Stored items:
┄┄┄┄┄┄┄┄┄┄

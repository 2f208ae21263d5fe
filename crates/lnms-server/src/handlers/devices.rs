//! Device and device group tools
//!
//! The largest handler. Covers device CRUD, per-device resources
//! (ports, availability, outages, VLANs, links), maintenance windows,
//! and device group membership.

use rmcp::ErrorData as McpError;
use rmcp::handler::server::wrapper::Parameters;
use rmcp::model::CallToolResult;
use std::sync::Arc;

use lnms_infrastructure::{LibreNmsClient, Query, encode_segment};
use serde_json::{Value, json};

use crate::args::{
    DeviceEventlogArgs, DeviceMaintenanceArgs, DevicePayloadArgs, DevicePortArgs, DevicePortsArgs,
    DeviceRenameArgs, DeviceUpdateArgs, DevicesListArgs, GroupDevicesArgs, GroupNameArgs,
    GroupNamePayloadArgs, GroupPayloadArgs, HostnameArgs, NoArgs,
};
use crate::formatter::ResponseFormatter;

/// Handler for the device and device group APIs
#[derive(Clone)]
pub struct DevicesHandler {
    client: Arc<LibreNmsClient>,
}

impl DevicesHandler {
    pub fn new(client: Arc<LibreNmsClient>) -> Self {
        Self { client }
    }

    pub async fn devices_list(
        &self,
        Parameters(args): Parameters<DevicesListArgs>,
    ) -> Result<CallToolResult, McpError> {
        let query = match args.query {
            Some(Value::Object(map)) => Some(map),
            Some(other) => {
                return Err(McpError::invalid_params(
                    format!("query must be a JSON object, got {other}"),
                    None,
                ));
            }
            None => None,
        };
        let response = self
            .client
            .get("devices", query.as_ref())
            .await;
        ResponseFormatter::api_response(response)
    }

    pub async fn device_add(
        &self,
        Parameters(args): Parameters<DevicePayloadArgs>,
    ) -> Result<CallToolResult, McpError> {
        let response = self
            .client
            .post("devices", Some(&args.payload))
            .await;
        ResponseFormatter::api_response(response)
    }

    pub async fn device_get(
        &self,
        Parameters(args): Parameters<HostnameArgs>,
    ) -> Result<CallToolResult, McpError> {
        let response = self
            .client
            .get(&format!("devices/{}", args.hostname), None)
            .await;
        ResponseFormatter::api_response(response)
    }

    pub async fn device_delete(
        &self,
        Parameters(args): Parameters<HostnameArgs>,
    ) -> Result<CallToolResult, McpError> {
        let response = self
            .client
            .delete(&format!("devices/{}", args.hostname), None)
            .await;
        ResponseFormatter::api_response(response)
    }

    /// The device PATCH endpoint takes `field`/`data` keys, as scalars
    /// for a single field and parallel arrays for several.
    pub async fn device_update(
        &self,
        Parameters(args): Parameters<DeviceUpdateArgs>,
    ) -> Result<CallToolResult, McpError> {
        let Value::Object(fields) = args.payload else {
            return Err(McpError::invalid_params(
                "payload must be a JSON object of device fields",
                None,
            ));
        };
        if fields.is_empty() {
            return Err(McpError::invalid_params(
                "payload must contain at least one field to update",
                None,
            ));
        }
        let body = if fields.len() == 1 {
            let (field, data) = fields
                .into_iter()
                .next()
                .unwrap_or((String::new(), Value::Null));
            json!({"field": field, "data": data})
        } else {
            let (names, values): (Vec<String>, Vec<Value>) = fields.into_iter().unzip();
            json!({"field": names, "data": values})
        };
        let response = self
            .client
            .patch(&format!("devices/{}", args.hostname), Some(&body))
            .await;
        ResponseFormatter::api_response(response)
    }

    pub async fn device_ports(
        &self,
        Parameters(args): Parameters<DevicePortsArgs>,
    ) -> Result<CallToolResult, McpError> {
        let mut query = Query::new();
        if let Some(columns) = args.columns {
            query.insert("columns".into(), columns.into());
        }
        let query = (!query.is_empty()).then_some(&query);
        let response = self
            .client
            .get(&format!("devices/{}/ports", args.hostname), query)
            .await;
        ResponseFormatter::api_response(response)
    }

    pub async fn device_ports_get(
        &self,
        Parameters(args): Parameters<DevicePortArgs>,
    ) -> Result<CallToolResult, McpError> {
        // interface names routinely contain slashes
        let path = format!(
            "devices/{}/ports/{}",
            args.hostname,
            encode_segment(&args.ifname)
        );
        let response = self
            .client
            .get(&path, None)
            .await;
        ResponseFormatter::api_response(response)
    }

    pub async fn device_availability(
        &self,
        Parameters(args): Parameters<HostnameArgs>,
    ) -> Result<CallToolResult, McpError> {
        let response = self
            .client
            .get(&format!("devices/{}/availability", args.hostname), None)
            .await;
        ResponseFormatter::api_response(response)
    }

    pub async fn device_outages(
        &self,
        Parameters(args): Parameters<HostnameArgs>,
    ) -> Result<CallToolResult, McpError> {
        let response = self
            .client
            .get(&format!("devices/{}/outages", args.hostname), None)
            .await;
        ResponseFormatter::api_response(response)
    }

    pub async fn device_set_maintenance(
        &self,
        Parameters(args): Parameters<DeviceMaintenanceArgs>,
    ) -> Result<CallToolResult, McpError> {
        let response = self
            .client
            .post(
                &format!("devices/{}/maintenance", args.hostname),
                Some(&args.payload),
            )
            .await;
        ResponseFormatter::api_response(response)
    }

    pub async fn devicegroups_list(
        &self,
        Parameters(_args): Parameters<NoArgs>,
    ) -> Result<CallToolResult, McpError> {
        let response = self
            .client
            .get("devicegroups", None)
            .await;
        ResponseFormatter::api_response(response)
    }

    pub async fn devicegroup_add(
        &self,
        Parameters(args): Parameters<GroupPayloadArgs>,
    ) -> Result<CallToolResult, McpError> {
        let response = self
            .client
            .post("devicegroups", Some(&args.payload))
            .await;
        ResponseFormatter::api_response(response)
    }

    pub async fn devicegroup_update(
        &self,
        Parameters(args): Parameters<GroupNamePayloadArgs>,
    ) -> Result<CallToolResult, McpError> {
        let response = self
            .client
            .patch(&format!("devicegroups/{}", args.name), Some(&args.payload))
            .await;
        ResponseFormatter::api_response(response)
    }

    pub async fn devicegroup_delete(
        &self,
        Parameters(args): Parameters<GroupNameArgs>,
    ) -> Result<CallToolResult, McpError> {
        let response = self
            .client
            .delete(&format!("devicegroups/{}", args.name), None)
            .await;
        ResponseFormatter::api_response(response)
    }

    pub async fn devicegroup_devices(
        &self,
        Parameters(args): Parameters<GroupDevicesArgs>,
    ) -> Result<CallToolResult, McpError> {
        let mut query = Query::new();
        if args.full == Some(true) {
            query.insert("full".into(), 1.into());
        }
        let query = (!query.is_empty()).then_some(&query);
        let response = self
            .client
            .get(&format!("devicegroups/{}", args.name), query)
            .await;
        ResponseFormatter::api_response(response)
    }

    pub async fn devicegroup_set_maintenance(
        &self,
        Parameters(args): Parameters<GroupNamePayloadArgs>,
    ) -> Result<CallToolResult, McpError> {
        let response = self
            .client
            .post(
                &format!("devicegroups/{}/maintenance", args.name),
                Some(&args.payload),
            )
            .await;
        ResponseFormatter::api_response(response)
    }

    pub async fn devicegroup_add_devices(
        &self,
        Parameters(args): Parameters<GroupNamePayloadArgs>,
    ) -> Result<CallToolResult, McpError> {
        let response = self
            .client
            .post(
                &format!("devicegroups/{}/devices", args.name),
                Some(&args.payload),
            )
            .await;
        ResponseFormatter::api_response(response)
    }

    /// Membership removal is a DELETE that carries a JSON body
    pub async fn devicegroup_remove_devices(
        &self,
        Parameters(args): Parameters<GroupNamePayloadArgs>,
    ) -> Result<CallToolResult, McpError> {
        let response = self
            .client
            .delete(
                &format!("devicegroups/{}/devices", args.name),
                Some(&args.payload),
            )
            .await;
        ResponseFormatter::api_response(response)
    }

    pub async fn device_discover(
        &self,
        Parameters(args): Parameters<HostnameArgs>,
    ) -> Result<CallToolResult, McpError> {
        let response = self
            .client
            .get(&format!("devices/{}/discover", args.hostname), None)
            .await;
        ResponseFormatter::api_response(response)
    }

    pub async fn device_rename(
        &self,
        Parameters(args): Parameters<DeviceRenameArgs>,
    ) -> Result<CallToolResult, McpError> {
        let response = self
            .client
            .patch(
                &format!("devices/{}/rename/{}", args.hostname, args.new_hostname),
                None,
            )
            .await;
        ResponseFormatter::api_response(response)
    }

    pub async fn device_maintenance_status(
        &self,
        Parameters(args): Parameters<HostnameArgs>,
    ) -> Result<CallToolResult, McpError> {
        let response = self
            .client
            .get(&format!("devices/{}/maintenance", args.hostname), None)
            .await;
        ResponseFormatter::api_response(response)
    }

    pub async fn device_vlans(
        &self,
        Parameters(args): Parameters<HostnameArgs>,
    ) -> Result<CallToolResult, McpError> {
        let response = self
            .client
            .get(&format!("devices/{}/vlans", args.hostname), None)
            .await;
        ResponseFormatter::api_response(response)
    }

    pub async fn device_links(
        &self,
        Parameters(args): Parameters<HostnameArgs>,
    ) -> Result<CallToolResult, McpError> {
        let response = self
            .client
            .get(&format!("devices/{}/links", args.hostname), None)
            .await;
        ResponseFormatter::api_response(response)
    }

    pub async fn device_eventlog_add(
        &self,
        Parameters(args): Parameters<DeviceEventlogArgs>,
    ) -> Result<CallToolResult, McpError> {
        let response = self
            .client
            .post(
                &format!("devices/{}/eventlog", args.hostname),
                Some(&args.payload),
            )
            .await;
        ResponseFormatter::api_response(response)
    }
}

┄┄┄┄┄┄┄┄┄┄

■ TASK OBJECTIVE
Filter the records above for the string "DeviceRenameArgs" and copy each matching line.

■ SOLUTION TO THIS PROBLEM
    DeviceRenameArgs, DeviceUpdateArgs, DevicesListArgs, GroupDevicesArgs, GroupNameArgs,
        Parameters(args): Parameters<DeviceRenameArgs>,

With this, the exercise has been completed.